Send an email for Xcacel-Xcacelito's turtles

Xcacel-Xcacelito sanctuary map

Xcacel-Xcacelito sanctuary map

If you’ve been keeping up on Xcacel-Xcacelito through the blog or elsewhere, you know that Grupo Posadas has been intent on building a resort on one of the most important turtle nesting sites in the world. These creatures are the loggerhead (Caretta caretta) and green (Chelonian mydas) sea turtles.

Due to shady business between the federal and state governments and third parties, Xcacel-Xcacelito went from being a protected site to a patch of land up for grabs to the highest freakin’ bidder.

Even though this area used to be protected, as it belonged to a region declared protected back in 1998, it is no longer under jurisdiction of the state government. Being now in the federal government’s control, it was commercialized.

Grupo Posadas took advantage of the perilous situation the sanctuary found itself in and recently purchased the area free of legal repercussions regarding nature conservation and so on.

Take action

What we can do is email people in power in the Mexican Government, tell them how wrong we think this is, and do our best to influence them to turn things around. To take this land out of corporate hands and back into nature and the people’s.

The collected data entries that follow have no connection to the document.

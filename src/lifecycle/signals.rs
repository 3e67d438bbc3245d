//! OS signal handling.
//!
//! SIGINT (Ctrl+C) and, on unix, SIGTERM both translate into one call to
//! [`Shutdown::trigger`].

use crate::lifecycle::Shutdown;

/// Wait for the first termination signal.
pub async fn termination_signal() {
    let ctrl_c = async {
        if let Err(e) = tokio::signal::ctrl_c().await {
            tracing::error!(error = %e, "Failed to install Ctrl+C handler");
            std::future::pending::<()>().await;
        }
    };

    #[cfg(unix)]
    let terminate = async {
        match tokio::signal::unix::signal(tokio::signal::unix::SignalKind::terminate()) {
            Ok(mut signal) => {
                signal.recv().await;
            }
            Err(e) => {
                tracing::error!(error = %e, "Failed to install SIGTERM handler");
                std::future::pending::<()>().await;
            }
        }
    };

    #[cfg(not(unix))]
    let terminate = std::future::pending::<()>();

    tokio::select! {
        _ = ctrl_c => {}
        _ = terminate => {}
    }
}

/// Trigger `shutdown` on the first termination signal.
pub async fn forward_to(shutdown: &Shutdown) {
    termination_signal().await;
    tracing::info!("Shutdown signal received");
    shutdown.trigger();
}
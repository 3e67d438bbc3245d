//! Last-known-good cache for an externally sourced number.

use std::sync::Arc;
use std::time::{Duration, SystemTime};

use arc_swap::ArcSwap;

use crate::metric::source::FetchError;

/// Snapshot of the cached metric.
///
/// `value` only ever holds the result of the most recent successful fetch.
#[derive(Debug, Clone, PartialEq, Eq)]
pub struct MetricCacheEntry {
    pub value: u64,
    /// When `value` was fetched. `None` until the first success.
    pub fetched_at: Option<SystemTime>,
    pub ttl: Duration,
    /// Error from the latest refresh, cleared by the next success.
    pub last_error: Option<String>,
    pub consecutive_failures: u32,
}

impl MetricCacheEntry {
    fn initial(ttl: Duration) -> Self {
        Self {
            value: 0,
            fetched_at: None,
            ttl,
            last_error: None,
            consecutive_failures: 0,
        }
    }

    /// True once a fetch has succeeded at least once.
    pub fn is_populated(&self) -> bool {
        self.fetched_at.is_some()
    }

    /// Whether the value is older than one TTL at `now`.
    pub fn is_stale(&self, now: SystemTime) -> bool {
        match self.fetched_at {
            Some(at) => now.duration_since(at).unwrap_or_default() > self.ttl,
            None => true,
        }
    }
}

/// Shared handle to the cached metric.
///
/// Cloning is cheap; all clones observe the same entry. Readers never touch
/// the network: [`MetricCache::read`] is a single atomic pointer load. The
/// refresh task is the only writer and swaps in whole entries, so a reader
/// never sees a half-updated one.
#[derive(Clone)]
pub struct MetricCache {
    entry: Arc<ArcSwap<MetricCacheEntry>>,
}

impl MetricCache {
    /// Create a cache holding zero.
    pub fn new(ttl: Duration) -> Self {
        Self {
            entry: Arc::new(ArcSwap::from_pointee(MetricCacheEntry::initial(ttl))),
        }
    }

    /// Current value. Zero until the first successful fetch.
    pub fn read(&self) -> u64 {
        self.entry.load().value
    }

    /// Full snapshot, for diagnostics.
    pub fn snapshot(&self) -> Arc<MetricCacheEntry> {
        self.entry.load_full()
    }

    /// Record a successful fetch.
    pub(crate) fn record_success(&self, value: u64, at: SystemTime) {
        let ttl = self.entry.load().ttl;
        self.entry.store(Arc::new(MetricCacheEntry {
            value,
            fetched_at: Some(at),
            ttl,
            last_error: None,
            consecutive_failures: 0,
        }));
    }

    /// Record a failed fetch. The value and its timestamp are kept.
    pub(crate) fn record_failure(&self, error: &FetchError) {
        let current = self.entry.load_full();
        self.entry.store(Arc::new(MetricCacheEntry {
            last_error: Some(error.to_string()),
            consecutive_failures: current.consecutive_failures.saturating_add(1),
            ..(*current).clone()
        }));
    }
}

impl std::fmt::Debug for MetricCache {
    fn fmt(&self, f: &mut std::fmt::Formatter<'_>) -> std::fmt::Result {
        f.debug_struct("MetricCache")
            .field("entry", &*self.entry.load())
            .finish()
    }
}
//! Identifier types shared across the executor.

use serde::{Deserialize, Serialize};

/// Unique identifier for one `execute` call.
///
/// Every log line emitted during a run carries its `RunId`, so interleaved
/// runs against the same subscriber can be told apart.
#[derive(Debug, Clone, Copy, PartialEq, Eq, Hash, Serialize, Deserialize)]
pub struct RunId(uuid::Uuid);

impl RunId {
    /// Creates a new random run ID.
    #[must_use]
    pub fn new() -> Self {
        Self(uuid::Uuid::new_v4())
    }

    /// Creates a run ID from a UUID.
    #[must_use]
    pub const fn from_uuid(uuid: uuid::Uuid) -> Self {
        Self(uuid)
    }

    /// Returns the inner UUID.
    #[must_use]
    pub const fn as_uuid(&self) -> &uuid::Uuid {
        &self.0
    }
}

impl Default for RunId {
    fn default() -> Self {
        Self::new()
    }
}

impl std::fmt::Display for RunId {
    fn fmt(&self, f: &mut std::fmt::Formatter<'_>) -> std::fmt::Result {
        write!(f, "{}", self.0)
    }
}

#[cfg(test)]
mod tests {
    use super::*;

    #[test]
    fn test_run_ids_are_unique() {
        let a = RunId::new();
        let b = RunId::new();
        assert_ne!(a, b);
    }

    #[test]
    fn test_run_id_roundtrip() {
        let id = RunId::new();
        let uuid = *id.as_uuid();
        assert_eq!(RunId::from_uuid(uuid), id);
    }

    #[test]
    fn test_run_id_display() {
        let id = RunId::new();
        assert_eq!(id.to_string(), id.as_uuid().to_string());
    }
}
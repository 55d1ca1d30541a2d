//! Executor metrics.
//!
//! Counters are cumulative for the lifetime of an executor, across runs.
//! Workers record task-level events directly (atomics tolerate many
//! writers); run-level events are recorded by the aggregation loop.

use serde::{Deserialize, Serialize};
use std::sync::Arc;
use std::sync::atomic::{AtomicU64, Ordering};
use std::time::Duration;

/// Thread-safe metrics collector shared across workers and runs.
#[derive(Debug, Clone)]
pub struct ExecutorMetrics {
    inner: Arc<MetricsInner>,
}

#[derive(Debug, Default)]
struct MetricsInner {
    // Task counters
    tasks_submitted: AtomicU64,
    tasks_completed: AtomicU64,
    tasks_failed: AtomicU64,
    tasks_skipped: AtomicU64,

    // Run counters
    runs_total: AtomicU64,
    runs_failed: AtomicU64,

    // Task duration (microseconds, for atomic operations)
    duration_sum_us: AtomicU64,
    duration_count: AtomicU64,
    duration_max_us: AtomicU64,
}

impl ExecutorMetrics {
    /// Creates a new metrics collector.
    #[must_use]
    pub fn new() -> Self {
        Self {
            inner: Arc::new(MetricsInner::default()),
        }
    }

    // ═══════════════════════════════════════════════════════════════════════════
    // Task counters
    // ═══════════════════════════════════════════════════════════════════════════

    /// Records `count` tasks submitted to a run.
    pub fn record_submitted(&self, count: u64) {
        self.inner.tasks_submitted.fetch_add(count, Ordering::Relaxed);
    }

    /// Records a task that completed with a result.
    pub fn record_completed(&self, duration: Duration) {
        self.inner.tasks_completed.fetch_add(1, Ordering::Relaxed);
        self.record_duration(duration);
    }

    /// Records a task that returned an error.
    pub fn record_failed(&self, duration: Duration) {
        self.inner.tasks_failed.fetch_add(1, Ordering::Relaxed);
        self.record_duration(duration);
    }

    /// Records a task skipped by cancellation.
    pub fn record_skipped(&self) {
        self.inner.tasks_skipped.fetch_add(1, Ordering::Relaxed);
    }

    /// Returns total tasks submitted.
    #[must_use]
    pub fn tasks_submitted(&self) -> u64 {
        self.inner.tasks_submitted.load(Ordering::Relaxed)
    }

    /// Returns total tasks completed with a result.
    #[must_use]
    pub fn tasks_completed(&self) -> u64 {
        self.inner.tasks_completed.load(Ordering::Relaxed)
    }

    /// Returns total tasks that returned an error.
    #[must_use]
    pub fn tasks_failed(&self) -> u64 {
        self.inner.tasks_failed.load(Ordering::Relaxed)
    }

    /// Returns total tasks skipped by cancellation.
    #[must_use]
    pub fn tasks_skipped(&self) -> u64 {
        self.inner.tasks_skipped.load(Ordering::Relaxed)
    }

    /// Returns the failure rate over executed tasks (0.0 to 1.0).
    #[must_use]
    pub fn failure_rate(&self) -> f64 {
        let executed = self.tasks_completed() + self.tasks_failed();
        if executed > 0 {
            self.tasks_failed() as f64 / executed as f64
        } else {
            0.0
        }
    }

    // ═══════════════════════════════════════════════════════════════════════════
    // Run counters
    // ═══════════════════════════════════════════════════════════════════════════

    /// Records a run reaching the aggregation loop.
    pub fn record_run(&self) {
        self.inner.runs_total.fetch_add(1, Ordering::Relaxed);
    }

    /// Records a run that ended with at least one failed task.
    pub fn record_run_failed(&self) {
        self.inner.runs_failed.fetch_add(1, Ordering::Relaxed);
    }

    /// Returns total runs executed.
    #[must_use]
    pub fn runs_total(&self) -> u64 {
        self.inner.runs_total.load(Ordering::Relaxed)
    }

    /// Returns total runs with at least one failed task.
    #[must_use]
    pub fn runs_failed(&self) -> u64 {
        self.inner.runs_failed.load(Ordering::Relaxed)
    }

    // ═══════════════════════════════════════════════════════════════════════════
    // Duration
    // ═══════════════════════════════════════════════════════════════════════════

    fn record_duration(&self, duration: Duration) {
        let us = duration.as_micros() as u64;
        self.inner.duration_sum_us.fetch_add(us, Ordering::Relaxed);
        self.inner.duration_count.fetch_add(1, Ordering::Relaxed);

        // Update max (not perfectly atomic but close enough for metrics)
        let mut current_max = self.inner.duration_max_us.load(Ordering::Relaxed);
        while us > current_max {
            match self.inner.duration_max_us.compare_exchange_weak(
                current_max,
                us,
                Ordering::Relaxed,
                Ordering::Relaxed,
            ) {
                Ok(_) => break,
                Err(actual) => current_max = actual,
            }
        }
    }

    /// Returns the average task duration.
    #[must_use]
    pub fn task_duration_avg(&self) -> Duration {
        let count = self.inner.duration_count.load(Ordering::Relaxed);
        if count > 0 {
            let sum_us = self.inner.duration_sum_us.load(Ordering::Relaxed);
            Duration::from_micros(sum_us / count)
        } else {
            Duration::ZERO
        }
    }

    /// Returns the maximum task duration.
    #[must_use]
    pub fn task_duration_max(&self) -> Duration {
        Duration::from_micros(self.inner.duration_max_us.load(Ordering::Relaxed))
    }

    // ═══════════════════════════════════════════════════════════════════════════
    // Snapshot
    // ═══════════════════════════════════════════════════════════════════════════

    /// Creates a snapshot of current metrics.
    #[must_use]
    pub fn snapshot(&self) -> MetricsSnapshot {
        MetricsSnapshot {
            tasks_submitted: self.tasks_submitted(),
            tasks_completed: self.tasks_completed(),
            tasks_failed: self.tasks_failed(),
            tasks_skipped: self.tasks_skipped(),
            failure_rate: self.failure_rate(),
            runs_total: self.runs_total(),
            runs_failed: self.runs_failed(),
            task_duration_avg_us: self.task_duration_avg().as_micros() as u64,
            task_duration_max_us: self.task_duration_max().as_micros() as u64,
        }
    }
}

impl Default for ExecutorMetrics {
    fn default() -> Self {
        Self::new()
    }
}

/// Snapshot of executor metrics at a point in time.
#[derive(Debug, Clone, Serialize, Deserialize)]
pub struct MetricsSnapshot {
    /// Total tasks submitted.
    pub tasks_submitted: u64,
    /// Tasks completed with a result.
    pub tasks_completed: u64,
    /// Tasks that returned an error.
    pub tasks_failed: u64,
    /// Tasks skipped by cancellation.
    pub tasks_skipped: u64,
    /// Failure rate over executed tasks (0.0 to 1.0).
    pub failure_rate: f64,
    /// Total runs executed.
    pub runs_total: u64,
    /// Runs with at least one failed task.
    pub runs_failed: u64,
    /// Average task duration in microseconds.
    pub task_duration_avg_us: u64,
    /// Maximum task duration in microseconds.
    pub task_duration_max_us: u64,
}
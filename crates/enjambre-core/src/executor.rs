//! The concurrent task executor.
//!
//! `execute` fans N payloads out over a bounded set of workers and fans the
//! outcomes back in through a single consumer. Payloads are split into
//! contiguous partitions up front (no work stealing), one worker per
//! partition, so every worker processes its share strictly in input order.
//! The calling task drains the outcome channel and is the only writer of
//! the results and errors collections.
//!
//! Failure policy is chosen at construction: with fail-fast (the default)
//! the first task error cancels everything not yet started; with
//! [`Executor::without_fail_fast`] all tasks run to completion and every
//! error is collected.

use std::future::Future;
use std::sync::Arc;
use std::time::Instant;

use parking_lot::Mutex;
use tokio::sync::mpsc;
use tokio_util::sync::CancellationToken;

use crate::config::ExecutorConfig;
use crate::error::{ExecutorError, Result, TaskError};
use crate::metrics::ExecutorMetrics;
use crate::outcome::Outcome;
use crate::partition::partition;
use crate::types::RunId;

// =============================================================================
// Worker messages
// =============================================================================

/// One message per submitted task, produced by workers, consumed by the
/// aggregation loop. Every task is accounted for exactly once.
enum WorkerMessage<O> {
    /// Task executed and produced a result.
    Completed { index: usize, outcome: O },
    /// Task executed and returned an error.
    Failed { index: usize, error: TaskError },
    /// Task skipped after cancellation; accounted for without an outcome.
    Skipped { index: usize },
}

// =============================================================================
// Executor
// =============================================================================

/// Concurrent task executor with bounded fan-out and aggregated failure
/// reporting.
///
/// An executor is cheap to construct and holds no worker state between
/// runs. Run state (the per-task error collection) belongs to the most
/// recent [`execute`](Self::execute) call: it is cleared when a new call
/// starts and may be observed from other threads while a call is in
/// flight. Issue `execute` calls on one instance sequentially.
#[derive(Debug)]
pub struct Executor {
    fail_fast: bool,
    parent: Option<CancellationToken>,
    errors: Arc<Mutex<Vec<TaskError>>>,
    metrics: ExecutorMetrics,
}

impl Executor {
    /// Creates an executor with fail-fast enabled and no parent
    /// cancellation token.
    #[must_use]
    pub fn new() -> Self {
        Self {
            fail_fast: true,
            parent: None,
            errors: Arc::new(Mutex::new(Vec::new())),
            metrics: ExecutorMetrics::new(),
        }
    }

    /// Creates an executor from a validated configuration.
    #[must_use]
    pub fn from_config(config: &ExecutorConfig) -> Self {
        let mut executor = Self::new();
        executor.fail_fast = config.fail_fast;
        executor
    }

    /// Ties every run to an externally supplied cancellation token.
    ///
    /// Cancelling the token is treated exactly like an internal fail-fast
    /// cancellation: workers stop picking up new tasks, a task already in
    /// flight completes and reports normally. Each run derives a child
    /// token, so internal cancellation never propagates into `token`.
    #[must_use]
    pub fn with_cancellation(mut self, token: CancellationToken) -> Self {
        self.parent = Some(token);
        self
    }

    /// Disables fail-fast: every submitted task runs to completion and
    /// every error is collected, at the cost of wasted work on runs that
    /// are already doomed.
    #[must_use]
    pub fn without_fail_fast(mut self) -> Self {
        self.fail_fast = false;
        self
    }

    /// Returns whether the first task error cancels remaining tasks.
    #[must_use]
    pub const fn fail_fast(&self) -> bool {
        self.fail_fast
    }

    /// Returns a snapshot of the per-task errors recorded by the most
    /// recent run. Safe to call while a run is in flight.
    #[must_use]
    pub fn errors(&self) -> Vec<TaskError> {
        self.errors.lock().clone()
    }

    /// Returns the metrics collector, cumulative across runs.
    #[must_use]
    pub const fn metrics(&self) -> &ExecutorMetrics {
        &self.metrics
    }

    /// Runs `process` once per payload across at most `concurrency`
    /// workers and returns the collected results.
    ///
    /// `process` receives each payload together with its index in
    /// `payloads`. Within one worker's partition tasks run strictly in
    /// input order; across workers no ordering is guaranteed, and the
    /// returned results are in completion order. Outcomes that need
    /// correlating back to their task should embed the index.
    ///
    /// A `concurrency` of zero is corrected to one with a warning. An
    /// empty payload list returns immediately without invoking `process`.
    ///
    /// Batch semantics are all-or-nothing: if any task fails (in either
    /// failure-policy mode), the accumulated results are discarded and the
    /// per-task errors are available from [`errors`](Self::errors).
    ///
    /// # Errors
    /// Returns [`ExecutorError::TasksFailed`] if one or more tasks
    /// returned an error.
    pub async fn execute<T, O, E, F, Fut>(
        &self,
        concurrency: usize,
        payloads: Vec<T>,
        process: F,
    ) -> Result<Vec<O::Result>>
    where
        T: Send + 'static,
        O: Outcome,
        E: std::error::Error + Send + Sync + 'static,
        F: Fn(usize, T) -> Fut + Send + Sync + 'static,
        Fut: Future<Output = std::result::Result<O, E>> + Send + 'static,
    {
        let total = payloads.len();
        self.errors.lock().clear();

        if total == 0 {
            return Ok(Vec::new());
        }

        let workers = if concurrency == 0 {
            tracing::warn!("concurrency 0 requested, corrected to 1");
            1
        } else {
            concurrency
        };

        let run = RunId::new();
        let cancel = self
            .parent
            .as_ref()
            .map_or_else(CancellationToken::new, CancellationToken::child_token);

        let tasks: Vec<(usize, T)> = payloads.into_iter().enumerate().collect();
        let partitions = partition(tasks, workers)?;

        self.metrics.record_run();
        self.metrics.record_submitted(total as u64);
        tracing::debug!(
            run = %run,
            tasks = total,
            workers,
            fail_fast = self.fail_fast,
            "starting run"
        );

        // Sized to hold every expected outcome, so workers never block on
        // a full channel.
        let (tx, mut rx) = mpsc::channel::<WorkerMessage<O>>(total);
        let process = Arc::new(process);
        let mut handles = Vec::with_capacity(workers);

        for (worker, chunk) in partitions.into_iter().enumerate() {
            let tx = tx.clone();
            let cancel = cancel.clone();
            let process = Arc::clone(&process);
            let metrics = self.metrics.clone();
            let fail_fast = self.fail_fast;

            handles.push(tokio::spawn(async move {
                tracing::trace!(run = %run, worker, tasks = chunk.len(), "worker started");
                for (index, payload) in chunk {
                    // Cancellation is cooperative and checked between
                    // tasks only; a task already in flight completes and
                    // reports normally. Skipped tasks are still accounted
                    // for so the run can terminate.
                    if fail_fast && cancel.is_cancelled() {
                        metrics.record_skipped();
                        if tx.send(WorkerMessage::Skipped { index }).await.is_err() {
                            return;
                        }
                        continue;
                    }

                    let started = Instant::now();
                    let message = match process(index, payload).await {
                        Ok(outcome) => {
                            metrics.record_completed(started.elapsed());
                            WorkerMessage::Completed { index, outcome }
                        }
                        Err(error) => {
                            metrics.record_failed(started.elapsed());
                            WorkerMessage::Failed {
                                index,
                                error: Arc::new(error),
                            }
                        }
                    };
                    if tx.send(message).await.is_err() {
                        return;
                    }
                }
                tracing::trace!(run = %run, worker, "worker finished");
            }));
        }
        drop(tx);

        // Single-consumer aggregation: this task is the only writer of
        // the results and errors collections while workers run.
        let mut results = Vec::with_capacity(total);
        let mut failed = 0usize;
        let mut accounted = 0usize;

        while accounted < total {
            let Some(message) = rx.recv().await else {
                // Senders are gone with tasks missing: a worker died
                // without accounting (a panicking process function).
                self.metrics.record_run_failed();
                return Err(ExecutorError::internal(format!(
                    "workers exited with {} of {total} tasks unaccounted for",
                    total - accounted
                )));
            };
            accounted += 1;

            match message {
                WorkerMessage::Completed { index, outcome } => {
                    tracing::trace!(run = %run, index, "task completed");
                    results.push(outcome.into_result());
                }
                WorkerMessage::Failed { index, error } => {
                    tracing::debug!(run = %run, index, error = %error, "task failed");
                    self.errors.lock().push(error);
                    failed += 1;
                    if self.fail_fast && !cancel.is_cancelled() {
                        tracing::debug!(run = %run, index, "cancelling remaining tasks");
                        cancel.cancel();
                    }
                }
                WorkerMessage::Skipped { index } => {
                    tracing::trace!(run = %run, index, "task skipped");
                }
            }
        }

        for handle in handles {
            let _ = handle.await;
        }

        if failed > 0 {
            self.metrics.record_run_failed();
            tracing::debug!(run = %run, failed, total, "run finished with failures");
            return Err(ExecutorError::TasksFailed { failed, total });
        }

        tracing::debug!(run = %run, results = results.len(), "run finished");
        Ok(results)
    }

    /// Runs `process` `repeat` times across at most `concurrency` workers.
    ///
    /// Equivalent to [`execute`](Self::execute) over `repeat` payload-less
    /// tasks; the function receives only its task index. All `execute`
    /// semantics apply.
    ///
    /// # Errors
    /// Returns [`ExecutorError::TasksFailed`] if one or more tasks
    /// returned an error.
    pub async fn execute_simple<O, E, F, Fut>(
        &self,
        concurrency: usize,
        repeat: usize,
        process: F,
    ) -> Result<Vec<O::Result>>
    where
        O: Outcome,
        E: std::error::Error + Send + Sync + 'static,
        F: Fn(usize) -> Fut + Send + Sync + 'static,
        Fut: Future<Output = std::result::Result<O, E>> + Send + 'static,
    {
        self.execute(concurrency, vec![(); repeat], move |index, ()| {
            process(index)
        })
        .await
    }
}

impl Default for Executor {
    fn default() -> Self {
        Self::new()
    }
}

#[cfg(test)]
mod tests {
    use super::*;
    use crate::outcome::TaskResult;

    #[derive(Debug, thiserror::Error)]
    #[error("task {0} failed")]
    struct TaskFailure(usize);

    #[test]
    fn test_builder_defaults() {
        let executor = Executor::new();
        assert!(executor.fail_fast());
        assert!(executor.errors().is_empty());
    }

    #[test]
    fn test_without_fail_fast() {
        let executor = Executor::new().without_fail_fast();
        assert!(!executor.fail_fast());
    }

    #[test]
    fn test_from_config() {
        let config = ExecutorConfig::new(4).without_fail_fast();
        let executor = Executor::from_config(&config);
        assert!(!executor.fail_fast());

        let executor = Executor::from_config(&ExecutorConfig::default());
        assert!(executor.fail_fast());
    }

    #[tokio::test]
    async fn test_execute_collects_all_results() {
        let executor = Executor::new();
        let mut results = executor
            .execute(4, vec![10u64, 20, 30], |index, payload| async move {
                Ok::<_, TaskFailure>(TaskResult(payload + index as u64))
            })
            .await
            .expect("run");

        results.sort_unstable();
        assert_eq!(results, vec![10, 21, 32]);
    }

    #[tokio::test]
    async fn test_execute_simple_passes_indices() {
        let executor = Executor::new();
        let mut results = executor
            .execute_simple(2, 5, |index| async move {
                Ok::<_, TaskFailure>(TaskResult(index))
            })
            .await
            .expect("run");

        results.sort_unstable();
        assert_eq!(results, vec![0, 1, 2, 3, 4]);
    }

    #[test]
    fn test_zero_concurrency_is_corrected() {
        let executor = Executor::new();
        let results = tokio_test::block_on(executor.execute(0, vec![1], |_, payload| async move {
            Ok::<_, TaskFailure>(TaskResult(payload))
        }))
        .expect("run");
        assert_eq!(results, vec![1]);
    }

    #[tokio::test]
    async fn test_metrics_accumulate_across_runs() {
        let executor = Executor::new();
        for _ in 0..2 {
            executor
                .execute_simple(2, 3, |index| async move {
                    Ok::<_, TaskFailure>(TaskResult(index))
                })
                .await
                .expect("run");
        }
        assert_eq!(executor.metrics().runs_total(), 2);
        assert_eq!(executor.metrics().tasks_submitted(), 6);
        assert_eq!(executor.metrics().tasks_completed(), 6);
    }
}
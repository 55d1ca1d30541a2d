//! Executor configuration.
//!
//! Test suites keep their fan-out settings in TOML next to the rest of the
//! environment description; configuration is validated at load time with
//! clear error messages. A zero worker count in a *file* is a configuration
//! error; only the runtime `execute` argument gets the clamp-to-one
//! leniency.

use serde::{Deserialize, Serialize};

use crate::error::{ExecutorError, Result};

/// Fan-out settings for an executor.
#[derive(Debug, Clone, Serialize, Deserialize)]
pub struct ExecutorConfig {
    /// Number of concurrent workers to fan tasks out over.
    #[serde(default = "default_concurrency")]
    pub concurrency: usize,

    /// Whether the first task error cancels not-yet-started tasks.
    #[serde(default = "default_fail_fast")]
    pub fail_fast: bool,
}

fn default_concurrency() -> usize {
    1
}

fn default_fail_fast() -> bool {
    true
}

impl Default for ExecutorConfig {
    fn default() -> Self {
        Self {
            concurrency: default_concurrency(),
            fail_fast: default_fail_fast(),
        }
    }
}

impl ExecutorConfig {
    /// Creates a configuration with the given worker count.
    #[must_use]
    pub fn new(concurrency: usize) -> Self {
        Self {
            concurrency,
            ..Self::default()
        }
    }

    /// Disables fail-fast, so every task runs to completion and every
    /// error is collected.
    #[must_use]
    pub const fn without_fail_fast(mut self) -> Self {
        self.fail_fast = false;
        self
    }

    /// Validates the configuration.
    ///
    /// # Errors
    /// Returns an error if the configuration is invalid.
    pub fn validate(&self) -> Result<()> {
        if self.concurrency == 0 {
            return Err(ExecutorError::config("concurrency must be at least 1"));
        }
        Ok(())
    }

    /// Loads configuration from a TOML file.
    ///
    /// # Errors
    /// Returns an error if the file cannot be read or parsed, or if the
    /// parsed configuration fails validation.
    pub fn load(path: impl AsRef<std::path::Path>) -> Result<Self> {
        let content = std::fs::read_to_string(path.as_ref())
            .map_err(|e| ExecutorError::config(format!("failed to read config: {e}")))?;
        let config: Self = toml::from_str(&content)
            .map_err(|e| ExecutorError::config(format!("failed to parse config: {e}")))?;
        config.validate()?;
        Ok(config)
    }
}

#[cfg(test)]
mod tests {
    use super::*;
    use std::io::Write;

    #[test]
    fn test_defaults() {
        let config = ExecutorConfig::default();
        assert_eq!(config.concurrency, 1);
        assert!(config.fail_fast);
    }

    #[test]
    fn test_builder() {
        let config = ExecutorConfig::new(8).without_fail_fast();
        assert_eq!(config.concurrency, 8);
        assert!(!config.fail_fast);
    }

    #[test]
    fn test_validate_rejects_zero_concurrency() {
        let config = ExecutorConfig::new(0);
        let err = config.validate().expect_err("must fail");
        assert!(err.to_string().contains("concurrency"));
    }

    #[test]
    fn test_load_from_toml() {
        let mut file = tempfile::NamedTempFile::new().expect("temp file");
        writeln!(file, "concurrency = 16\nfail_fast = false").expect("write");

        let config = ExecutorConfig::load(file.path()).expect("load");
        assert_eq!(config.concurrency, 16);
        assert!(!config.fail_fast);
    }

    #[test]
    fn test_load_applies_defaults() {
        let mut file = tempfile::NamedTempFile::new().expect("temp file");
        writeln!(file, "concurrency = 4").expect("write");

        let config = ExecutorConfig::load(file.path()).expect("load");
        assert_eq!(config.concurrency, 4);
        assert!(config.fail_fast);
    }

    #[test]
    fn test_load_rejects_invalid_file() {
        let mut file = tempfile::NamedTempFile::new().expect("temp file");
        writeln!(file, "concurrency = \"many\"").expect("write");

        let err = ExecutorConfig::load(file.path()).expect_err("must fail");
        assert!(err.to_string().contains("configuration error"));
    }

    #[test]
    fn test_load_rejects_zero_concurrency() {
        let mut file = tempfile::NamedTempFile::new().expect("temp file");
        writeln!(file, "concurrency = 0").expect("write");

        assert!(ExecutorConfig::load(file.path()).is_err());
    }
}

I’ve found information on who to email; these are people influential in making decisions regarding whether to keep Xcacel-Xcacelito as an unviolated nesting site or turn it into a corporate wasteland.

The Mangrove Action Project has a sample letter you can email Mexican President Calderón and other folk in the Mexican Government.

Please send them an email.

Xcacel-Xcacelito: (another) Red Alert Update

Restricted Area: Marine Turtles Nesting Ground

Restricted Area: Marine Turtles' Nesting Ground

As you might have expected, not much has changed since I last posted about the ecocide alert by the Grupo Posadas at Xcacel-Xcacelito. Essentially, the turtles are going down.

The Grupo Posadas claims to have acquired the necessary permits to build in the area, and also claims that the development will not go on in it but subjacent to it, and that consequently the development will not harm the Xcacel-Xcacelito ecosystem. Yeah–tell that to the turtles.

Anyway, the Mexican environmental and urban development authorities, in turn, claim the Grupo Posadas is pulling this information out of their ass. They said that they have not been involved in the procuring of any permits for these corporate hypocrites, and that no building permits are in the works for the area either. Further, they said that any legal complaint must go to Tulum, as the area is out of their jurisdiction. Huh?

And so, the Grupo Posadas goes on destroying the endangered turtles’ nesting ground and national reserve area and is getting away with it scot-free. Environmentalists can do nothing but roll around in their own frustration, as nobody else seems to care, or at least not enough to do something tangibly useful. The Mexican government, meanwhile, washes its filthy hands in the blood of endangered species plus air, water, and noise pollution.

Maybe they’ll care many years from now, once the country’s popular tourist spots turn murky and putrid, resorts shut down, and locals become the regular victims of cancer and other deadly ailments brought about by humans’ greed and stupidity. Maybe they’ll care–once it’s too late.